Prospects for T&T’s idle Pointe-a-Pierre 160 000 bpd refinery improved in late 2019 when it was purchased by a company partly-owned by Trinidad’s labour union OWTU. The refinery was shut by the government in late 2018 after it was estimated to be losing US$300 million per year and would require up to US$1 billion to reverse the losses.
The new owner, Patriotic Energies and Technologies (Pet) faces several challenges in returning the refinery to full operations, including refurbishing and upgrading several key units such as the 40 000 bpd ultra-low sulfur diesel module. T&T’s crude output has also dropped to under 60 000 bpd, and Pet will have to import the majority of feedstock at premium prices.
Trinidad’s methanol sector will get a boost when the 1 million tpy CGCL plant at La Brea industrial park comes on-stream in mid-2020. The plant, jointly owned by Mitsubishi and state-run Massy Holdings, is guaranteed gas feedstock by National Gas Co. In addition to the US and Europe, the consortium is targeting Japan as a consumer.
In Mexico, President Andrés Manuel López Obrador has largely halted the oil and gas reforms made by his predecessor Enrique Pena Nieto, cancelling licence rounds and championing Pemex at the expense of domestic and international explorers. Pemex is the most indebted oil company in the world, and rating agencies have downgraded Pemex bonds to junk and reduced Mexico’s credit rating, as well. Investors, faced with lower risk in other jurisdictions, are wary of further investment in the country.
In Argentina, an extended recession has caused rampant inflation and hiked borrowing rates. Many smaller exploration firms have idled rigs and reduced capital investment; with decline rates in shale wells averaging 70% over two years, production increases are in jeopardy. The government is working to shore up investor confidence by boosting domestic productivity and exports in order to reduce debt and balance the national budget. Until the oil industry sees an increase in economic stability, access to capital market and a reasonable rate of return, however, a cloud hangs over the longer-term prospects for the sector.

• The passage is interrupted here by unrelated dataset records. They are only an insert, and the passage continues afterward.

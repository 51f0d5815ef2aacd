//! TCP server lifecycle and per-connection loop
//!
//! One task accepts connections and one task per connection reads, dispatches
//! and answers. The dispatcher sits behind a single mutex that is held for
//! the whole of each command, so commands from different connections never
//! interleave.

use crate::tcp;
use crate::transport::{AsyncReader, AsyncWriter};
use e2l_core::protocol::{decode, encode};
use e2l_core::{Response, Result, Value};
use e2l_server::{CommandDispatcher, Engine};
use std::net::SocketAddr;
use std::sync::Arc;
use tokio::net::TcpListener;
use tokio::sync::{Mutex, watch};
use tokio::task::JoinHandle;
use tracing::{debug, error, info, warn};

/// Dispatcher shared by every connection
pub type SharedDispatcher<E> = Arc<Mutex<CommandDispatcher<E>>>;

/// A bound, not yet running, bridge server
pub struct BridgeServer<E: Engine> {
    listener: TcpListener,
    dispatcher: SharedDispatcher<E>,
    chunk_size: usize,
}

impl<E: Engine> BridgeServer<E> {
    /// Bind to the address and port in the dispatcher's settings
    pub async fn bind(dispatcher: CommandDispatcher<E>) -> Result<Self> {
        let address = dispatcher.settings().bind_address();
        let chunk_size = dispatcher.settings().read_chunk_size;
        let listener = TcpListener::bind(&address).await?;
        info!(address = %listener.local_addr()?, "tcp server bound");
        Ok(Self {
            listener,
            dispatcher: Arc::new(Mutex::new(dispatcher)),
            chunk_size,
        })
    }

    pub fn local_addr(&self) -> Result<SocketAddr> {
        Ok(self.listener.local_addr()?)
    }

    pub fn dispatcher(&self) -> SharedDispatcher<E> {
        Arc::clone(&self.dispatcher)
    }

    /// Start accepting connections in the background
    ///
    /// The server runs until [`ServerHandle::stop`] is called or the handle
    /// is dropped.
    pub fn start(self) -> ServerHandle {
        let (shutdown_tx, shutdown_rx) = watch::channel(false);
        let local_addr = self.listener.local_addr().ok();
        let task = tokio::spawn(self.accept_loop(shutdown_rx));
        ServerHandle {
            shutdown: shutdown_tx,
            task,
            local_addr,
        }
    }

    async fn accept_loop(self, mut shutdown: watch::Receiver<bool>) {
        loop {
            tokio::select! {
                _ = shutdown.changed() => break,
                accepted = self.listener.accept() => match accepted {
                    Ok((stream, peer)) => {
                        if let Err(e) = stream.set_nodelay(true) {
                            warn!(peer = %peer, error = %e, "failed to set TCP_NODELAY");
                        }
                        let (reader, writer) = tcp::split(stream, self.chunk_size);
                        let dispatcher = Arc::clone(&self.dispatcher);
                        let shutdown = shutdown.clone();
                        tokio::spawn(async move {
                            info!(peer = %peer, "new client connection");
                            match serve_connection(reader, writer, dispatcher, shutdown).await {
                                Ok(()) => info!(peer = %peer, "client disconnected"),
                                Err(e) => error!(peer = %peer, error = %e, "connection closed"),
                            }
                        });
                    }
                    Err(e) => error!(error = %e, "accept failed"),
                },
            }
        }
        info!("tcp server ended");
    }
}

/// Handle to a running server
pub struct ServerHandle {
    shutdown: watch::Sender<bool>,
    task: JoinHandle<()>,
    local_addr: Option<SocketAddr>,
}

impl ServerHandle {
    pub fn local_addr(&self) -> Option<SocketAddr> {
        self.local_addr
    }

    /// Stop accepting, close idle connections and wait for the accept loop
    pub async fn stop(self) {
        let _ = self.shutdown.send(true);
        if let Err(e) = self.task.await {
            error!(error = %e, "accept loop panicked");
        }
    }
}

/// Serve one connection until end-of-stream, shutdown, or a transport error
///
/// A frame whose body is not valid MessagePack is answered with an error
/// response and the connection stays open. A broken length field or a
/// socket error ends the connection.
pub async fn serve_connection<E, R, W>(
    mut reader: R,
    mut writer: W,
    dispatcher: SharedDispatcher<E>,
    mut shutdown: watch::Receiver<bool>,
) -> Result<()>
where
    E: Engine,
    R: AsyncReader,
    W: AsyncWriter,
{
    loop {
        let body = tokio::select! {
            _ = shutdown.changed() => return Ok(()),
            read = reader.read_message() => match read? {
                Some(body) => body,
                None => return Ok(()),
            },
        };

        let (cmd, response) = match decode(&body) {
            Ok(message) => {
                let cmd = message
                    .get("cmd")
                    .and_then(Value::as_str)
                    .unwrap_or("<none>")
                    .to_string();
                let mut guard = dispatcher.lock().await;
                let response = guard.handle_message(&message);
                if guard.has_pending_pause() {
                    schedule_pause(Arc::clone(&dispatcher));
                }
                (cmd, response)
            }
            Err(e) => {
                warn!(len = body.len(), error = %e, "undecodable message");
                ("<undecodable>".to_string(), Response::error(e.to_string()))
            }
        };

        let encoded = encode(&response.to_value())?;
        debug!(cmd = %cmd, len = encoded.len(), "sending response");
        writer.write_message(&encoded).await?;
    }
}

/// Pause the world once the current command has released the dispatcher
fn schedule_pause<E: Engine>(dispatcher: SharedDispatcher<E>) {
    tokio::spawn(async move {
        tokio::task::yield_now().await;
        dispatcher.lock().await.apply_pending_pause();
    });
}

#[cfg(test)]
mod tests {
    use super::*;
    use crate::tcp::{TcpReadWrapper, TcpWriteWrapper};
    use crate::transport::{FramedReader, FramedWriter};
    use e2l_core::protocol::{encode_frame, frame_body};
    use e2l_server::{BridgeSettings, InputSystem, SandboxEngine, WorldProvider};
    use tokio::io::AsyncWriteExt;
    use tokio::net::TcpStream;

    fn dispatcher() -> CommandDispatcher<SandboxEngine> {
        let (engine, _) = SandboxEngine::with_playing_world();
        let settings = BridgeSettings {
            port: 0,
            ..Default::default()
        };
        CommandDispatcher::new(engine, settings)
    }

    async fn connect(handle: &ServerHandle) -> (TcpReadWrapper, TcpWriteWrapper) {
        let stream = TcpStream::connect(handle.local_addr().unwrap()).await.unwrap();
        let (read, write) = stream.into_split();
        (FramedReader::new(read), FramedWriter::new(write))
    }

    async fn request(reader: &mut impl AsyncReader, writer: &mut impl AsyncWriter, message: Value) -> Value {
        writer.write_message(&encode(&message).unwrap()).await.unwrap();
        let body = reader.read_message().await.unwrap().unwrap();
        decode(&body).unwrap()
    }

    #[tokio::test]
    async fn test_undecodable_body_keeps_connection() {
        let handle = BridgeServer::bind(dispatcher()).await.unwrap().start();
        let (mut reader, mut writer) = connect(&handle).await;

        writer.write_message(&[0xc1]).await.unwrap();
        let body = reader.read_message().await.unwrap().unwrap();
        let response = Response::from_value(&decode(&body).unwrap()).unwrap();
        assert!(!response.is_ok());

        let seeded = request(
            &mut reader,
            &mut writer,
            Value::map([("cmd", Value::from("seed")), ("value", Value::Int(5))]),
        )
        .await;
        assert_eq!(seeded.get("new_seed"), Some(&Value::Int(5)));
        handle.stop().await;
    }

    #[tokio::test]
    async fn test_bad_length_closes_connection() {
        let handle = BridgeServer::bind(dispatcher()).await.unwrap().start();
        let stream = TcpStream::connect(handle.local_addr().unwrap()).await.unwrap();
        let (read, mut write) = stream.into_split();

        write.write_all(b"nonsense").await.unwrap();
        let mut reader = FramedReader::new(read);
        assert!(reader.read_message().await.unwrap().is_none());
        handle.stop().await;
    }

    #[tokio::test]
    async fn test_pipelined_requests_answered_in_order() {
        let handle = BridgeServer::bind(dispatcher()).await.unwrap().start();
        let stream = TcpStream::connect(handle.local_addr().unwrap()).await.unwrap();
        let (read, mut write) = stream.into_split();

        let mut bytes = Vec::new();
        for seed in [1, 2, 3] {
            let message = Value::map([("cmd", Value::from("seed")), ("value", Value::Int(seed))]);
            bytes.extend(encode_frame(&message).unwrap());
        }
        write.write_all(&bytes).await.unwrap();

        let mut reader = FramedReader::new(read);
        for seed in [1, 2, 3] {
            let body = reader.read_message().await.unwrap().unwrap();
            assert_eq!(decode(&body).unwrap().get("new_seed"), Some(&Value::Int(seed)));
        }
        handle.stop().await;
    }

    #[tokio::test]
    async fn test_reset_pauses_world_afterwards() {
        let server = BridgeServer::bind(dispatcher()).await.unwrap();
        let shared = server.dispatcher();
        let handle = server.start();
        let (mut reader, mut writer) = connect(&handle).await;

        let response = request(&mut reader, &mut writer, Value::map([("cmd", Value::from("reset"))])).await;
        assert_eq!(response.get("status").and_then(Value::as_str), Some("ok"));

        // the deferred pause runs as soon as the dispatcher is free
        for _ in 0..50 {
            let guard = shared.lock().await;
            let world = guard.engine().playing_world().unwrap();
            if guard.engine().is_paused(world) {
                break;
            }
            drop(guard);
            tokio::time::sleep(std::time::Duration::from_millis(10)).await;
        }
        let guard = shared.lock().await;
        let world = guard.engine().playing_world().unwrap();
        assert!(guard.engine().is_paused(world));
        assert!(!guard.has_pending_pause());
        drop(guard);
        handle.stop().await;
    }

    #[tokio::test]
    async fn test_stop_ends_accept_loop() {
        let handle = BridgeServer::bind(dispatcher()).await.unwrap().start();
        let addr = handle.local_addr().unwrap();
        handle.stop().await;
        assert!(TcpStream::connect(addr).await.is_err());
    }

    #[tokio::test]
    async fn test_frame_split_over_socket() {
        let handle = BridgeServer::bind(dispatcher()).await.unwrap().start();
        let stream = TcpStream::connect(handle.local_addr().unwrap()).await.unwrap();
        let (read, mut write) = stream.into_split();

        let body = encode(&Value::map([("cmd", Value::from("get_spec"))])).unwrap();
        let frame = frame_body(&body).unwrap();
        write.write_all(&frame[..4]).await.unwrap();
        write.flush().await.unwrap();
        tokio::task::yield_now().await;
        write.write_all(&frame[4..]).await.unwrap();

        let mut reader = FramedReader::new(read);
        let body = reader.read_message().await.unwrap().unwrap();
        let response = Response::from_value(&decode(&body).unwrap()).unwrap();
        assert!(matches!(response, Response::Spec { .. }));
        handle.stop().await;
    }
}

In Ecuador, public distrust of the government (fuelled by a corruption scandal involving the previous president and the botched renovation of the Esmeraldas complex) is hampering efforts to rebuild the downstream sector. Inequality between the ruling elites and the large indigenous population is also fomenting dissent that complicates efforts to modernise the economy.
Not all is doom and gloom. Brazil’s new administration under President Jair Bolsonaro intends to streamline the sector by scaling back local content requirements (such as production ship building), increasing auctions, and opening up the upstream, midstream and downstream sectors to more competition.
Colombia is reaching out to international firms to inject cash into its oil and gas sector and build crude reserves. The government held two auctions in 2019 for onshore and offshore licences, generating approximately US$1 billion in licence fees and exploration commitments.
Clearly, Latin America holds great potential as its 650 million citizens move toward prosperity and increased energy consumption. Many jurisdictions, such as Brazil and Colombia, are making the necessary fiscal and regulatory changes to encourage investment in both exploration and infrastructure. But for oil and gas participants in countries like Venezuela, prospects over the next few years are less promising.